Carlson v. USA
Filing
154
ORDER denying 125 Motion for judgment as a Matter of Law. Signed by Judge Susan C Bucklew on 5/22/2012. (JMM)
UNITED STATES DISTRICT COURT
MIDDLE DISTRICT OF FLORIDA
TAMPA DIVISION
FRANCES CARLSON,
Plaintiff,
v.
Case No. 8:10-cv-900-T-24-MAP
UNITED STATES OF AMERICA,
Defendant.
__________________________________/
ORDER
This cause comes before the Court on Plaintiff Frances Carlson’s Motion for Judgment as
a Matter of Law, to Alter or Amend Judgment, or for a New Trial. (Doc. No. 125). The United
States opposes the motion. (Doc. No. 153). For the reasons that follow, Carlson’s motion is
denied.
I.
Background
On February 2, 2012, the jury returned a verdict in favor of the United States on
Carlson’s claim under 26 U.S.C. § 6701 for refund of the return preparer penalties the
government assessed and collected from her for the years 2002 through 2006. Thereafter,
Carlson filed the instant motion pursuant to Federal Rules of Civil Procedure 50(b), 59(e), and
59(a).
II.
Standards of Review
A.
Motion for Judgment as a Matter of Law
Federal Rule of Civil Procedure 50(a) permits the court to grant judgment as a matter of
law against a party “[i]f a party has been fully heard on an issue during a jury trial and the court
finds that a reasonable jury would not have a legally sufficient evidentiary basis to find for the
party on that issue . . . .” Fed. R. Civ. P. 50(a). Rule 50(b) allows a party to renew a motion for
judgment as a matter of law after trial, if filed no later than 28 days after entry of judgment. Fed.
R. Civ. P. 50(b). A court may grant a motion for judgment as a matter of law only if, after
examining “all evidence in a light most favorable to the non-moving party,” it determines “there
is no legally sufficient evidentiary basis for a reasonable jury to find” for that party. Aronowitz
v.
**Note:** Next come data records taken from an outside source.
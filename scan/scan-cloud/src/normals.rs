//! Normal estimation from depth image gradients.
//!
//! For a pixel with depth `z`, central differences give the image-space
//! slopes `gx = dz/du` and `gy = dz/dv`. Scaling by `f/z` converts them to
//! metric slopes, and the surface normal in camera space is
//! `normalize(gx·fx/z, gy·fy/z, -1)`, which faces the camera.

use nalgebra::Vector3;

use scan_types::{DepthFrame, is_valid_depth};

/// Camera-space normal at pixel `(x, y)` from central depth differences.
///
/// Returns `None` at the image border or when the pixel or any of its four
/// neighbors lies outside `(min_depth, max_depth)`.
#[must_use]
pub fn depth_gradient_normal(
    frame: &DepthFrame,
    x: u32,
    y: u32,
    min_depth: f32,
    max_depth: f32,
) -> Option<Vector3<f64>> {
    if x == 0 || y == 0 {
        return None;
    }
    let valid = |x: u32, y: u32| {
        frame
            .get(x, y)
            .filter(|&d| is_valid_depth(d, min_depth, max_depth))
            .map(f64::from)
    };

    let z = valid(x, y)?;
    let left = valid(x - 1, y)?;
    let right = valid(x + 1, y)?;
    let above = valid(x, y - 1)?;
    let below = valid(x, y + 1)?;

    let gx = (right - left) / 2.0;
    let gy = (below - above) / 2.0;
    let k = &frame.intrinsics;

    Vector3::new(gx * k.fx / z, gy * k.fy / z, -1.0).try_normalize(f64::EPSILON)
}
Health–Chem Corp., 513 F.3d 1229, 1236–37 (11th Cir. 2008) (per curiam) (internal quotation
marks omitted).
Further, in conducting a Rule 50 analysis, the court must refrain from invading the
province of the jury: “‘Credibility determinations, the weighing of the evidence, and the drawing
of legitimate inferences from the facts are jury functions, not those of a judge.’” Cleveland v.
Home Shopping Network, Inc., 369 F.3d 1189, 1193 (11th Cir. 2004) (quoting Reeves v.
Sanderson Plumbing Prods., 530 U.S. 133, 150 (2000)). A court may “not second-guess the jury
or substitute” its judgment for that of the jury if the jury’s verdict is supported by sufficient
evidence. Lipphardt v. Durango Steakhouse of Brandon, Inc., 267 F.3d 1183, 1186 (11th Cir.
2001). “If substantial evidence exists in opposition to a motion for judgment as a matter of law,
such that reasonable people, exercising impartial judgment, could reach different conclusions,
then the motion must be denied.” Viart v. Bull Motors, Inc., 149 F. Supp. 2d 1346, 1347 (S.D.
Fla. 2001).
B.
Motion to Alter or Amend Judgment
A party may file a Rule 59(e) motion to alter or amend a judgment no later than 28 days
after entry of judgment. Fed. R. Civ. P. 59(e). The only grounds for granting a Rule 59(e)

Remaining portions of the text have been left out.